Given data below:
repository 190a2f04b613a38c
//! Repository 実装

pub mod inmemory;

pub use inmemory::InMemoryLobbyRepository;
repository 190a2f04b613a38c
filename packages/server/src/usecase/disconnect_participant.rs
//! UseCase: 参加者切断処理
//!
//! ## テスト実装の作業記録
//!
//! ### 何をテストしているか
//! - DisconnectParticipantUseCase::execute() メソッド
//! - Registry / Waiting Queue / Pairing Table からの完全な削除
//! - 取り残されたパートナーへの partner-disconnected 通知（ちょうど 1 回）
//!
//! ### どのような状況を想定しているか
//! - 正常系：ペア中の参加者の切断
//! - エッジケース：待機中・アイドル中の切断、未登録の参加者の切断

use std::sync::Arc;

use crate::domain::{DisconnectOutcome, LobbyRepository, MessagePusher, ParticipantId};

use super::notify::notify_partner_left;

/// 参加者切断のユースケース
pub struct DisconnectParticipantUseCase {
    /// Repository（データアクセス層の抽象化）
    repository: Arc<dyn LobbyRepository>,
    /// MessagePusher（メッセージ通知の抽象化）
    message_pusher: Arc<dyn MessagePusher>,
}

impl DisconnectParticipantUseCase {
    /// 新しい DisconnectParticipantUseCase を作成
    pub fn new(
        repository: Arc<dyn LobbyRepository>,
        message_pusher: Arc<dyn MessagePusher>,
    ) -> Self {
        Self {
            repository,
            message_pusher,
        }
    }

    /// 参加者切断を実行
    ///
    /// どの状態からでも呼び出せる。未登録の参加者に対しては何もしない。
    ///
    /// # Arguments
    ///
    /// * `participant_id` - 切断する参加者の ID
    /// * `reason` - トランスポート層から通知された切断理由（ログ用）
    pub async fn execute(&self, participant_id: &ParticipantId, reason: &str) -> DisconnectOutcome {
        let mut lobby = self.repository.begin().await;

        // 1. Lobby から削除（ペア解消・キューからの削除・登録解除を一括で）
        let outcome = lobby.disconnect(participant_id);

        // 2. 送信チャンネルを登録解除
        self.message_pusher.unregister_client(participant_id).await;

        // 3. 取り残されたパートナーに通知
        if let Some(partner) = outcome.abandoned_partner.as_ref() {
            notify_partner_left(self.message_pusher.as_ref(), partner).await;
        }
        drop(lobby);

        if outcome.removed.is_some() {
            tracing::info!(participant = %participant_id, reason, "participant disconnected");
        } else {
            tracing::debug!(participant = %participant_id, "disconnect for unknown participant ignored");
        }
        outcome
    }
}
End of Given data.
Instructions for the task:
Within the data above, the lines from the one with "drop(lobby);" to the one with "for unknown participant" must be repeated exactly; no other line belongs in the answer.

Answer to the exercise:
        drop(lobby);

        if outcome.removed.is_some() {
            tracing::info!(participant = %participant_id, reason, "participant disconnected");
        } else {
            tracing::debug!(participant = %participant_id, "disconnect for unknown participant ignored");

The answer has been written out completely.